金融広報中央委員会の「金融リテラシークイズ」

金融リテラシーの一部を手軽に確認できる「金融リテラシークイズ」をご存じでしょうか? 次のような5問で構成されています。

問1 家計の行動に関する次の記述のうち、適切でないものはどれでしょうか。
①家計簿などで、収支を管理する
②本当に必要か、収入はあるかなどを考えたうえで、支出をするかどうかを判断する
③収入のうち、一定額を天引きにするなどの方法により、貯蓄を行う
④支払いを遅らせるため、クレジットカードの分割払いを多用する
⑤わからない

問2 一般に「人生の3大費用」といえば、何を指すでしょうか。
①一生涯の生活費、子の教育費、医療費
②子の教育費、住宅購入費、老後の生活費
③住宅購入費、医療費、親の介護費
④わからない

問3  金利が上がっていくときに、資金の運用(預金等)、借入れについて適切な対応はどれでしょうか。
①運用は固定金利、借入れは固定金利にする
②運用は固定金利、借入れは変動金利にする
③運用は変動金利、借入れは固定金利にする
④運用は変動金利、借入れは変動金利にする
⑤わからない

問4 10万円の借入れがあり、借入金利は複利で年率20%です。

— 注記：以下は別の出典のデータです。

//! Integration tests for resuming jobs from stored checkpoints

use std::sync::Arc;

use index_backfill::checkpoint::{Checkpoint, CheckpointStore, FileCheckpointStore, Phase};
use index_backfill::shutdown::ShutdownCoordinator;
use index_backfill::sync::{Job, PhaseOutcome, SyncEngine};
use serde_json::json;
use tempfile::TempDir;

use crate::common::{engine, fast_settings, five_rows, FakeIndex, FakeSource, MemoryStore};

#[tokio::test]
async fn test_scan_resumes_after_stored_cursor() {
    let mut stored = Checkpoint::new("backfill_created_at");
    stored.cursor = "b".to_string();
    stored.batch_number = 4;
    stored.counters.total_processed = 2;
    stored.counters.updated_index = 2;

    let source = Arc::new(five_rows());
    let index = Arc::new(FakeIndex::new().with_docs(&["a", "b", "c", "d", "e"]));
    let store = Arc::new(MemoryStore::new().with_checkpoint(stored));
    let engine = engine(
        &source,
        &index,
        &store,
        Job::CreatedAt.plan(),
        fast_settings(2, 250),
        ShutdownCoordinator::shared(),
    );

    let report = engine.run().await.unwrap();

    assert_eq!(report.outcome, PhaseOutcome::Completed);
    assert_eq!(source.fetch_cursors()[0], "b");
    assert_eq!(
        index.updated_ids(),
        vec!["c".to_string(), "d".to_string(), "e".to_string()]
    );
    assert_eq!(index.field("a", "created_at"), None);

    let first_save = &store.saves()[0];
    assert_eq!(first_save.cursor, "d");
    assert_eq!(first_save.batch_number, 5);
    assert_eq!(report.checkpoint.counters.total_processed, 5);
    assert_eq!(report.checkpoint.counters.updated_index, 5);
}

#[tokio::test]
async fn test_reconciling_checkpoint_skips_scan() {
    let mut stored = Checkpoint::new("backfill_created_at");
    stored.phase = Phase::Reconciling;
    stored.cursor = "zz".to_string();
    stored.page = 1;
    stored.batch_number = 10;

    let source = Arc::new(FakeSource::new());
    let index = Arc::new(FakeIndex::new().with_docs(&["a", "b", "c", "d", "e", "f"]));
    let store = Arc::new(MemoryStore::new().with_checkpoint(stored));
    let engine = engine(
        &source,
        &index,
        &store,
        Job::CreatedAt.plan(),
        fast_settings(10, 2),
        ShutdownCoordinator::shared(),
    );

    let report = engine.run().await.unwrap();

    assert_eq!(report.outcome, PhaseOutcome::Completed);
    assert!(source.fetch_cursors().is_empty());
    assert_eq!(*index.listed_pages.lock().unwrap(), vec![1, 2, 3]);
    assert_eq!(index.field("a", "created_at"), None);
    assert_eq!(index.field("c", "created_at"), Some(json!(0)));
    assert_eq!(report.checkpoint.counters.default_set_count, 4);
    assert_eq!(report.checkpoint.page, 3);
    assert_eq!(report.checkpoint.batch_number, 12);
}

#[tokio::test]
async fn test_resume_from_loosely_typed_file_checkpoint() {
    let dir = TempDir::new().unwrap();
    let store = Arc::new(FileCheckpointStore::new(dir.path()));
    std::fs::write(
        store.path_for("backfill_created_at"),
        json!({
            "_id": "backfill_created_at",
            "phase": "1",
            "last_id": "c",
            "batch_no": 2.0,
            "total_processed": 3.0,
            "updated_typesense": "3",
            "last_updated": "2024-01-01 00:00:00"
        })
        .to_string(),
    )
    .unwrap();

    let source = Arc::new(five_rows());
    let index = Arc::new(FakeIndex::new().with_docs(&["a", "b", "c", "d", "e"]));
    let engine = SyncEngine::new(
        source.clone(),
        index.clone(),
        store.clone(),
        Job::CreatedAt.plan(),
        fast_settings(10, 250),
        ShutdownCoordinator::shared(),
    );

    let report = engine.run().await.unwrap();

    assert_eq!(source.fetch_cursors()[0], "c");
    assert_eq!(report.checkpoint.batch_number, 4);
    assert_eq!(report.checkpoint.counters.total_processed, 5);
    assert_eq!(report.checkpoint.counters.updated_index, 5);

    let reloaded = store.load("backfill_created_at").await.unwrap();
    assert_eq!(reloaded, report.checkpoint);
    let raw: serde_json::Value =
        serde_json::from_str(&std::fs::read_to_string(store.path_for("backfill_created_at")).unwrap())
            .unwrap();
    assert_eq!(raw["phase"], json!(2));
    assert_eq!(raw["batch_no"], json!(4));
    assert!(raw["last_updated"].is_string());
}

#[tokio::test]
async fn test_completed_job_rerun_is_idempotent() {
    let source = Arc::new(five_rows());
    let index = Arc::new(FakeIndex::new().with_docs(&["a", "b", "c", "d", "e", "f"]));
    let store = Arc::new(MemoryStore::new());
    let settings = fast_settings(2, 250);

    let first = engine(
        &source,
        &index,
        &store,
        Job::CreatedAt.plan(),
        settings.clone(),
        ShutdownCoordinator::shared(),
    )
    .run()
    .await
    .unwrap();
    let updates_after_first = index.update_count();

    let second = engine(
        &source,
        &index,
        &store,
        Job::CreatedAt.plan(),
        settings,
        ShutdownCoordinator::shared(),
    )
    .run()
    .await
    .unwrap();

    assert_eq!(second.outcome, PhaseOutcome::Completed);
    assert_eq!(second.checkpoint.counters, first.checkpoint.counters);
    assert_eq!(index.update_count(), updates_after_first);
}
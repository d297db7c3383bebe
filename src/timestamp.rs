//! Timestamp normalization for values read from the source table
//!
//! Source columns arrive in whatever shape the database hands back: SQL null,
//! integer or floating epoch seconds, ISO-8601 text, or a typed date-time.
//! [`RawTimestamp::to_epoch_seconds`] folds all of them into `i64` epoch
//! seconds and never fails: anything it cannot read becomes
//! [`DEFAULT_TIMESTAMP`].

use chrono::{DateTime, NaiveDate, NaiveDateTime, Utc};
use serde_json::Value;

/// Fallback written for absent or unreadable timestamps.
pub const DEFAULT_TIMESTAMP: i64 = 0;

/// Date-time layouts that carry an explicit UTC offset.
const OFFSET_FORMATS: &[&str] = &[
    "%Y-%m-%dT%H:%M:%S%.f%:z",
    "%Y-%m-%d %H:%M:%S%.f%:z",
    "%Y-%m-%dT%H:%M:%S%.f%#z",
    "%Y-%m-%d %H:%M:%S%.f%#z",
];

/// Date-time layouts without an offset, read as UTC.
const NAIVE_FORMATS: &[&str] = &[
    "%Y-%m-%dT%H:%M:%S%.f",
    "%Y-%m-%d %H:%M:%S%.f",
    "%Y-%m-%dT%H:%M",
    "%Y-%m-%d %H:%M",
];

/// A timestamp value as read from the source, before normalization
///
/// # Examples
///
/// ```
/// use index_backfill::timestamp::RawTimestamp;
///
/// let raw = RawTimestamp::Text("2024-01-01T00:00:00Z".to_string());
/// assert_eq!(raw.to_epoch_seconds(), 1704067200);
/// assert_eq!(RawTimestamp::Null.to_epoch_seconds(), 0);
/// ```
#[derive(Debug, Clone, PartialEq)]
pub enum RawTimestamp {
    /// SQL null or a missing column
    Null,
    /// Integer epoch seconds
    Integer(i64),
    /// Floating epoch seconds
    Float(f64),
    /// ISO-8601 text
    Text(String),
    /// Already-typed date-time
    DateTime(DateTime<Utc>),
    /// Any other shape (objects, arrays, booleans, oversized integers)
    Unsupported,
}

impl RawTimestamp {
    /// Classify a JSON value produced by the source query.
    pub fn from_json(value: &Value) -> Self {
        match value {
            Value::Null => RawTimestamp::Null,
            Value::Number(n) => {
                if let Some(i) = n.as_i64() {
                    RawTimestamp::Integer(i)
                } else if n.is_u64() {
                    RawTimestamp::Unsupported
                } else {
                    n.as_f64()
                        .map(RawTimestamp::Float)
                        .unwrap_or(RawTimestamp::Unsupported)
                }
            }
            Value::String(s) => RawTimestamp::Text(s.clone()),
            Value::Bool(_) | Value::Array(_) | Value::Object(_) => RawTimestamp::Unsupported,
        }
    }

    /// Whether the source held no value at all.
    pub fn is_null(&self) -> bool {
        matches!(self, RawTimestamp::Null)
    }

    /// Normalize to epoch seconds, falling back to [`DEFAULT_TIMESTAMP`].
    pub fn to_epoch_seconds(&self) -> i64 {
        match self {
            RawTimestamp::Null | RawTimestamp::Unsupported => DEFAULT_TIMESTAMP,
            RawTimestamp::Integer(i) => *i,
            RawTimestamp::Float(f) => float_to_seconds(*f),
            RawTimestamp::Text(s) => parse_iso8601(s).unwrap_or(DEFAULT_TIMESTAMP),
            RawTimestamp::DateTime(dt) => dt.timestamp(),
        }
    }
}

impl From<Option<Value>> for RawTimestamp {
    fn from(value: Option<Value>) -> Self {
        value
            .as_ref()
            .map(RawTimestamp::from_json)
            .unwrap_or(RawTimestamp::Null)
    }
}

impl From<DateTime<Utc>> for RawTimestamp {
    fn from(value: DateTime<Utc>) -> Self {
        RawTimestamp::DateTime(value)
    }
}

fn float_to_seconds(value: f64) -> i64 {
    // i64::MAX as f64 rounds up to 2^63, so the upper bound is exclusive
    if !value.is_finite() || value >= i64::MAX as f64 || value < i64::MIN as f64 {
        return DEFAULT_TIMESTAMP;
    }
    value.trunc() as i64
}

/// Parse ISO-8601 text into epoch seconds.
///
/// A trailing `Z` is read as `+00:00`. Values without an offset are taken as
/// UTC, and a bare date means midnight UTC.
pub fn parse_iso8601(input: &str) -> Option<i64> {
    let trimmed = input.trim();
    if trimmed.is_empty() {
        return None;
    }

    let normalized = match trimmed
        .strip_suffix('Z')
        .or_else(|| trimmed.strip_suffix('z'))
    {
        Some(rest) => format!("{rest}+00:00"),
        None => trimmed.to_string(),
    };

    if let Ok(dt) = DateTime::parse_from_rfc3339(&normalized) {
        return Some(dt.timestamp());
    }

    for format in OFFSET_FORMATS {
        if let Ok(dt) = DateTime::parse_from_str(&normalized, format) {
            return Some(dt.timestamp());
        }
    }

    for format in NAIVE_FORMATS {
        if let Ok(dt) = NaiveDateTime::parse_from_str(&normalized, format) {
            return Some(dt.and_utc().timestamp());
        }
    }

    NaiveDate::parse_from_str(&normalized, "%Y-%m-%d")
        .ok()
        .and_then(|date| date.and_hms_opt(0, 0, 0))
        .map(|dt| dt.and_utc().timestamp())
}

返済をしないと、この金利では、何年で残高は倍になるでしょうか。(選択肢省略)

問5 金融商品の契約についてトラブルが発生した際に利用する相談窓口や制度として、適切でないものはどれでしょうか。(選択肢省略)

皆さんは、どれを選びますか?

選択肢や正答については、「知るぽると」(金融広報中央委員会のWEBページ)に掲載されています。https://www.shiruporuto.jp/public/document/container/literacy_chosa/literacy_quiz/

正答率が最も低かったのは問4の複利に関するもので、40.8%でした。複利については、金融リテラシーの国際比較をみても、日本のスコアは低いことがわかっています。低金利が長く続いた影響があるのかもしれません。

横比較が簡単に実施できる

上記の「金融リテラシークイズ」をDC投資教育で活用してみてはいかがでしょうか。
・クイズ形式は講義形式よりも興味をひきやすい
・各設問は4個あるいは5個の選択肢から選ぶので、実施が簡単
・横比較ができるので、効果を計れる

興味・関心をひく「つかみ」になるほか、実施の必要性もしくは効果を計るのにも使えます。一問20点で採点した平均点が年代別、男女別、都道府県別でも「知るぽると」に公表されており、平均点よりも低ければ、継続教育の継続的な実施の必要性が示されます。

逆に平均点よりも高ければ、DCを通じた投資教育が金融リテラシーを高めている、という証左にもなります。

なお、全国平均は50.6点となっています。